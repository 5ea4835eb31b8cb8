//! Stateless wire-message decoder
//!
//! Raw SMS text in, typed message out. The parser is total over
//! well-formed field strings: unknown keys never abort a message, and the
//! only mandatory field anywhere is the SYNC trigger event.

use tracing::debug;

use crate::types::error::ParseError;

use super::message::{ProvisioningStatus, StatusMessage, SyncMessage, TriggerEvent, WireMessage};
use super::{fields::FieldMap, status_keys, sync_keys, STATUS_PREFIX, SYNC_PREFIX};

/// Decoder for inbound OMTP SMS bodies.
pub struct MessageParser {
    timestamp_format: String,
}

impl MessageParser {
    /// Create a parser with the given chrono timestamp format.
    pub fn new(timestamp_format: impl Into<String>) -> Self {
        Self {
            timestamp_format: timestamp_format.into(),
        }
    }

    /// Decode a message body from the given originating number.
    pub fn parse(&self, body: &str, originator: &str) -> Result<WireMessage, ParseError> {
        let body = body.trim();

        if let Some(rest) = body.strip_prefix(SYNC_PREFIX) {
            return self.parse_sync(rest, originator).map(WireMessage::Sync);
        }
        if let Some(rest) = body.strip_prefix(STATUS_PREFIX) {
            return self.parse_status(rest, originator).map(WireMessage::Status);
        }

        debug!("unrecognized message prefix");
        Err(ParseError::UnknownMessage)
    }

    fn parse_sync(&self, body: &str, originator: &str) -> Result<SyncMessage, ParseError> {
        let fields = FieldMap::parse(body);

        let trigger_event = fields
            .code(sync_keys::TRIGGER_EVENT, TriggerEvent::from_code)?
            .ok_or_else(|| ParseError::missing(sync_keys::TRIGGER_EVENT))?;

        Ok(SyncMessage {
            trigger_event,
            new_message_count: fields.number(sync_keys::NEW_MESSAGE_COUNT)?,
            id: fields.text(sync_keys::MESSAGE_ID),
            content_type: fields.text(sync_keys::CONTENT_TYPE),
            length_seconds: fields.number(sync_keys::LENGTH)?,
            sender: fields.decoded_text(sync_keys::SENDER),
            timestamp: fields.timestamp(sync_keys::TIME, &self.timestamp_format),
            originator: originator.to_string(),
        })
    }

    fn parse_status(&self, body: &str, originator: &str) -> Result<StatusMessage, ParseError> {
        let fields = FieldMap::parse(body);

        Ok(StatusMessage {
            provisioning_status: fields.code(
                status_keys::PROVISIONING_STATUS,
                ProvisioningStatus::from_code,
            )?,
            return_code: fields.text(status_keys::RETURN_CODE),
            subscription_url: fields.text(status_keys::SUBSCRIPTION_URL),
            server_address: fields.text(status_keys::SERVER_ADDRESS),
            imap_port: fields.port(status_keys::IMAP_PORT)?,
            imap_user: fields.text(status_keys::IMAP_USER),
            imap_password: fields.text(status_keys::IMAP_PASSWORD),
            smtp_user: fields.text(status_keys::SMTP_USER),
            smtp_password: fields.text(status_keys::SMTP_PASSWORD),
            tui_number: fields.decoded_text(status_keys::TUI_NUMBER),
            client_sms_destination: fields.decoded_text(status_keys::CLIENT_SMS_DESTINATION),
            supported_languages: fields.text(status_keys::SUPPORTED_LANGUAGES),
            max_greeting_length: fields.number(status_keys::MAX_GREETING_LENGTH)?,
            max_voice_signature_length: fields.number(status_keys::MAX_VOICE_SIGNATURE_LENGTH)?,
            originator: originator.to_string(),
        })
    }
}

impl Default for MessageParser {
    fn default() -> Self {
        Self::new(crate::config::DEFAULT_TIMESTAMP_FORMAT)
    }
}
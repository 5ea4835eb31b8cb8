//! Generic three-way reconciliation
//!
//! One map-diff loop serves both record shapes: build a key lookup over the
//! remote snapshot, walk the local snapshot, and hand every record to one
//! of three policy callbacks. The reconciler itself never touches a store;
//! planning is a pure function of its input snapshots.

use std::collections::HashMap;

use tracing::debug;

use crate::types::{Action, ActionKind, ActionPlan, SyncEntity};

/// The three terminal cases of a snapshot diff. Policies only append to the
/// plan; the loop owns the matching.
pub trait ReconcilePolicy<E: SyncEntity> {
    /// Both snapshots have the key.
    fn on_both(&self, local: &E, remote: &E, plan: &mut ActionPlan<E>);

    /// Only the local snapshot has the key.
    fn on_local_only(&self, local: &E, plan: &mut ActionPlan<E>);

    /// Only the remote snapshot has the key.
    fn on_remote_only(&self, remote: &E, plan: &mut ActionPlan<E>);
}

/// Diff a local snapshot against a remote snapshot.
///
/// Matching is by stable key only: a record that changed payload but kept
/// its key is always "both sides have it", never a delete-and-reinsert.
pub fn resolve<E, P>(policy: &P, local: &[E], remote: &[E]) -> ActionPlan<E>
where
    E: SyncEntity,
    P: ReconcilePolicy<E>,
{
    let mut remote_by_key: HashMap<&str, &E> =
        remote.iter().map(|record| (record.key(), record)).collect();

    let mut plan = ActionPlan::new();

    for record in local {
        match remote_by_key.remove(record.key()) {
            Some(remote_record) => policy.on_both(record, remote_record, &mut plan),
            None => policy.on_local_only(record, &mut plan),
        }
    }

    // Whatever the loop did not claim exists only remotely. Walk the
    // remote slice rather than the map so the plan order is stable.
    for record in remote {
        if remote_by_key.contains_key(record.key()) {
            policy.on_remote_only(record, &mut plan);
        }
    }

    debug!(
        local_actions = plan.local.len(),
        remote_actions = plan.remote.len(),
        "reconciliation planned"
    );

    plan
}

/// Diff the local store against the mirror snapshot, producing remote-side
/// actions only. Local is authoritative here: a read-flag divergence plans
/// a remote mark-read, and a record the mirror knows but the local store
/// no longer carries plans a remote delete.
pub fn resolve_mirror<E: SyncEntity>(local: &[E], mirror: &[E]) -> Vec<Action<E>> {
    let mut mirror_by_key: HashMap<&str, &E> =
        mirror.iter().map(|record| (record.key(), record)).collect();

    let mut actions = Vec::new();

    for record in local.iter().filter(|record| !record.is_deleted()) {
        if let Some(mirrored) = mirror_by_key.remove(record.key()) {
            if record.flag() && !mirrored.flag() {
                actions.push(Action::mark_read(record.clone()));
            }
        }
    }

    for record in mirror {
        if mirror_by_key.contains_key(record.key()) {
            actions.push(Action::delete(record.clone()));
        }
    }

    debug!(remote_actions = actions.len(), "mirror diff planned");

    actions
}

/// Simulate a batch of actions against an in-memory snapshot.
///
/// Used to refresh the mirror after a sync without another server fetch;
/// the tests also use it to check that applying a plan converges the
/// snapshots.
pub fn apply_to_snapshot<E: SyncEntity>(snapshot: &[E], actions: &[Action<E>]) -> Vec<E> {
    let mut records: Vec<E> = snapshot.to_vec();

    for action in actions {
        match action.kind {
            ActionKind::Insert => {
                if !records.iter().any(|r| r.key() == action.target.key()) {
                    records.push(action.target.clone());
                }
            }
            ActionKind::Delete => {
                records.retain(|r| r.key() != action.target.key());
            }
            // Flag and content changes replace the stored record with the
            // action's target, which already carries the desired state.
            ActionKind::MarkRead | ActionKind::FetchContent | ActionKind::DeleteContent => {
                if let Some(existing) =
                    records.iter_mut().find(|r| r.key() == action.target.key())
                {
                    *existing = action.target.clone();
                }
            }
        }
    }

    records
}
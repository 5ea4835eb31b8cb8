//! OMTP SMS wire format
//!
//! An inbound message body starts with one of two fixed prefixes and
//! continues as unordered `key=value` entries. Entries are separated by
//! `';'`, keys from values by `'='`. Values may be absent for optional
//! fields, and unknown keys are carried along but never required.

pub mod fields;
pub mod message;
pub mod parser;

pub use fields::FieldMap;
pub use message::{ProvisioningStatus, StatusMessage, SyncMessage, TriggerEvent, WireMessage};
pub use parser::MessageParser;

pub const SYNC_PREFIX: &str = "SYNC:";
pub const STATUS_PREFIX: &str = "STATUS:";

pub const FIELD_SEPARATOR: char = ';';
pub const KEY_VALUE_SEPARATOR: char = '=';

/// Field keys of the SYNC message form.
pub mod sync_keys {
    pub const TRIGGER_EVENT: &str = "to";
    pub const NEW_MESSAGE_COUNT: &str = "n";
    pub const MESSAGE_ID: &str = "id";
    pub const CONTENT_TYPE: &str = "c";
    pub const LENGTH: &str = "l";
    pub const SENDER: &str = "s";
    pub const TIME: &str = "t";
}

/// Field keys of the STATUS message form.
pub mod status_keys {
    pub const PROVISIONING_STATUS: &str = "st";
    pub const RETURN_CODE: &str = "rc";
    pub const SUBSCRIPTION_URL: &str = "rs";
    pub const SERVER_ADDRESS: &str = "srv";
    pub const IMAP_PORT: &str = "ipt";
    pub const IMAP_USER: &str = "u";
    pub const IMAP_PASSWORD: &str = "pw";
    pub const SMTP_USER: &str = "smtp_u";
    pub const SMTP_PASSWORD: &str = "smtp_pw";
    pub const TUI_NUMBER: &str = "tui";
    pub const CLIENT_SMS_DESTINATION: &str = "dn";
    pub const SUPPORTED_LANGUAGES: &str = "lang";
    pub const MAX_GREETING_LENGTH: &str = "g_len";
    pub const MAX_VOICE_SIGNATURE_LENGTH: &str = "vs_len";
}
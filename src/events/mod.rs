//! Notification bus
//!
//! Everything user-visible leaves the engine through here as a
//! fire-and-forget event; the engine itself never does UI work. Hosts
//! subscribe to the receiver half and render however they like.

use chrono::{DateTime, Utc};
use flume::{Receiver, Sender};
use serde::{Deserialize, Serialize};
use tracing::debug;

use crate::protocol::message::ProvisioningStatus;
use crate::types::error::AuthFailure;
use crate::types::GreetingsUpdateType;

/// Which side of a greetings sync failed.
#[derive(Debug, Clone, Copy, PartialEq, Eq, Serialize, Deserialize)]
pub enum GreetingsErrorKind {
    FetchFailed,
    UploadFailed,
}

/// Event emitted by the sync engine. At most one per triggering event.
#[derive(Debug, Clone, PartialEq, Serialize, Deserialize)]
pub enum SyncEvent {
    /// Connectivity came back after a failure streak
    ConnectivityOk,
    ConnectivityFailed {
        cause: String,
    },
    AuthenticationFailed {
        reason: AuthFailure,
    },
    /// A voicemail arrived but its details were incomplete on the wire
    MessageWaiting {
        sender: Option<String>,
        duration_seconds: Option<u32>,
        timestamp: Option<DateTime<Utc>>,
    },
    StatusChanged {
        status: Option<ProvisioningStatus>,
        tui_number_changed: bool,
    },
    GreetingsUpdate {
        update_type: GreetingsUpdateType,
    },
    GreetingsError {
        kind: GreetingsErrorKind,
    },
    LanguageChangeFailed,
}

/// Sending half of the notification bus. Cheap to clone; emission never
/// blocks and never fails the caller.
#[derive(Clone)]
pub struct EventSink {
    tx: Sender<SyncEvent>,
}

impl EventSink {
    pub fn new() -> (Self, Receiver<SyncEvent>) {
        let (tx, rx) = flume::unbounded();
        (Self { tx }, rx)
    }

    pub fn emit(&self, event: SyncEvent) {
        if self.tx.send(event).is_err() {
            debug!("no event subscriber, notification dropped");
        }
    }
}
□ □ □
Only the lines from the first line of the records through the one containing "SYNC trigger event." should be reproduced, exactly, with both of them included.

repository 5ea4835eb31b8cb8
//! Stateless wire-message decoder
//!
//! Raw SMS text in, typed message out. The parser is total over
//! well-formed field strings: unknown keys never abort a message, and the
//! only mandatory field anywhere is the SYNC trigger event.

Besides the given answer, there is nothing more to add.